• _Task brief_
Take the line containing "pub fn extract_json<T>(result: Result<Json<T>, JsonRejection>)" as the first and the last line of the records below as the end, and please set down only what lies between them exactly, both ends included.

• _Source records_
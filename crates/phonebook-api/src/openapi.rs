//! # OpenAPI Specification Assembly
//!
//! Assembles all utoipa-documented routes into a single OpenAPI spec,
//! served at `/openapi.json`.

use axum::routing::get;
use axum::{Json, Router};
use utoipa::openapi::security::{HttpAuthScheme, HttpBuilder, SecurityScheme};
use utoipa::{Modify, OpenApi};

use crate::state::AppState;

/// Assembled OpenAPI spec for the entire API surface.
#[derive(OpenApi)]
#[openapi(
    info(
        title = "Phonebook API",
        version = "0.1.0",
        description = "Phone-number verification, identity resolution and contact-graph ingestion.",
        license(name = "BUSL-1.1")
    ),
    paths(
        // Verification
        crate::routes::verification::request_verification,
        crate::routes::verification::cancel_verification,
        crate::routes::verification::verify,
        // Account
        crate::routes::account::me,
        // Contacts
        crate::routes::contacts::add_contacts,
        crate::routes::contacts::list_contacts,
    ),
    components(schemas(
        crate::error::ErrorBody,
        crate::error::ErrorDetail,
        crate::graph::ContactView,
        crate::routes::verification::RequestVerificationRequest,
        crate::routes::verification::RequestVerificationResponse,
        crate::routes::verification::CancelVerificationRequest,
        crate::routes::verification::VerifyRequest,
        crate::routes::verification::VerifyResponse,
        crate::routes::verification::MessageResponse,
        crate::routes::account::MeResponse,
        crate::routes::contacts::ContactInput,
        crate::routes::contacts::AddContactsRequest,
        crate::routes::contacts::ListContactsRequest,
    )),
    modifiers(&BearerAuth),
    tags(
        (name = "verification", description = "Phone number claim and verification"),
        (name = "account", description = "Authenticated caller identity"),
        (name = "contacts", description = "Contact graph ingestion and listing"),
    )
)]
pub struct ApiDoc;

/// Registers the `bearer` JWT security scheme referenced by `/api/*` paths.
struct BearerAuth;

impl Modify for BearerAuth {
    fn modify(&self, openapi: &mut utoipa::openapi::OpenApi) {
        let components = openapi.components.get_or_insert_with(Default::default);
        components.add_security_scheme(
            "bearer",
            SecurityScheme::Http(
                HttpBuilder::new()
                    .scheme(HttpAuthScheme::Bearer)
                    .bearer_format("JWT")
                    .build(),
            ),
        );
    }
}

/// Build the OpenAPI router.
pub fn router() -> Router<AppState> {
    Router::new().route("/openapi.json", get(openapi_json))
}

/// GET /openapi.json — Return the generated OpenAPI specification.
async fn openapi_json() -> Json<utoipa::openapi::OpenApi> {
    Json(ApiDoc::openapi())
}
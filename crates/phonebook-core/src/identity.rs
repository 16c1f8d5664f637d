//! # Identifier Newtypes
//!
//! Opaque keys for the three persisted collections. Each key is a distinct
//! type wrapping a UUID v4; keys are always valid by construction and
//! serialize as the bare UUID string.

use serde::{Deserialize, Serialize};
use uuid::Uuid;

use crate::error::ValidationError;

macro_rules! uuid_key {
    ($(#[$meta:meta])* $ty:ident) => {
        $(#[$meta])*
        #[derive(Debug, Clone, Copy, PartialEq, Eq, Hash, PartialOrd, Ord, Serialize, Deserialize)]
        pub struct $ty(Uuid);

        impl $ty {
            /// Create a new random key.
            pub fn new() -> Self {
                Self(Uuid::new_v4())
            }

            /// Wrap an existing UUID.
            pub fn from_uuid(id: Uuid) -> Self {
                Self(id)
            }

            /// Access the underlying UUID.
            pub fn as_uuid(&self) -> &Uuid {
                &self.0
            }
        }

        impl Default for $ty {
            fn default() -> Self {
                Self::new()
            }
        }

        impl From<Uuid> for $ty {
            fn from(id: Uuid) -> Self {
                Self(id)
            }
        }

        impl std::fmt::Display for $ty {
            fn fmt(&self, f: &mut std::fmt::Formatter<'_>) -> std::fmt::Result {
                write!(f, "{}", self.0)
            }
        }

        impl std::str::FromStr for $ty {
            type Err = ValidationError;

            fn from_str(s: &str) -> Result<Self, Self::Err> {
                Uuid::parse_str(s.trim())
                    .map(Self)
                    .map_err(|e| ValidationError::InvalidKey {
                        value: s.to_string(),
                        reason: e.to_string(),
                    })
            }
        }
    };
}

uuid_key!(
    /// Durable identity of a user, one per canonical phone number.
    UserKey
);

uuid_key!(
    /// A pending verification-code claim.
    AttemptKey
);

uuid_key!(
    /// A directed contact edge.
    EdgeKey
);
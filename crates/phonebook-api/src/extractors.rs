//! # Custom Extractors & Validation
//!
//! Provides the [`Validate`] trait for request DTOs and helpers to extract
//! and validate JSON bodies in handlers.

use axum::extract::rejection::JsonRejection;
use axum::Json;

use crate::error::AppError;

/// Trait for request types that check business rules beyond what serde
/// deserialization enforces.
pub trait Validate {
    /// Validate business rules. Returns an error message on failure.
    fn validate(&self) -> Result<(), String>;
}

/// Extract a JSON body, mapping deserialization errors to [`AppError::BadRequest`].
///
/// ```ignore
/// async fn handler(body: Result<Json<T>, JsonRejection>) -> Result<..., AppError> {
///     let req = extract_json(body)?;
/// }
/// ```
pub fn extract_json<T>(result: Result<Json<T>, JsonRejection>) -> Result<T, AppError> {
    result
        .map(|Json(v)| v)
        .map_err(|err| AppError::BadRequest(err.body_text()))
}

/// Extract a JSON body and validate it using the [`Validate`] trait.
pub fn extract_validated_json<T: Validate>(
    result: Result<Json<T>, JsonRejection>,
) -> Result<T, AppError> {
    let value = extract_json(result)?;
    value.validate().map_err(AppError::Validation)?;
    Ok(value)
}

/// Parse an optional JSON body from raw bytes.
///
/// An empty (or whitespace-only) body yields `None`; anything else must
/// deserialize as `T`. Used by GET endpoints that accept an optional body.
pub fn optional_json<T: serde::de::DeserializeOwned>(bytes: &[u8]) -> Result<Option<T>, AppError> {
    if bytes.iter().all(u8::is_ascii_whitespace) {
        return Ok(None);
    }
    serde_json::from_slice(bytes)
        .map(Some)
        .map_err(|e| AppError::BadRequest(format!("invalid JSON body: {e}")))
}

• _Task answer_
pub fn extract_json<T>(result: Result<Json<T>, JsonRejection>) -> Result<T, AppError> {
    result
        .map(|Json(v)| v)
        .map_err(|err| AppError::BadRequest(err.body_text()))
}

/// Extract a JSON body and validate it using the [`Validate`] trait.
pub fn extract_validated_json<T: Validate>(
    result: Result<Json<T>, JsonRejection>,
) -> Result<T, AppError> {
    let value = extract_json(result)?;
    value.validate().map_err(AppError::Validation)?;
    Ok(value)
}

/// Parse an optional JSON body from raw bytes.
///
/// An empty (or whitespace-only) body yields `None`; anything else must
/// deserialize as `T`. Used by GET endpoints that accept an optional body.
pub fn optional_json<T: serde::de::DeserializeOwned>(bytes: &[u8]) -> Result<Option<T>, AppError> {
    if bytes.iter().all(u8::is_ascii_whitespace) {
        return Ok(None);
    }
    serde_json::from_slice(bytes)
        .map(Some)
        .map_err(|e| AppError::BadRequest(format!("invalid JSON body: {e}")))
}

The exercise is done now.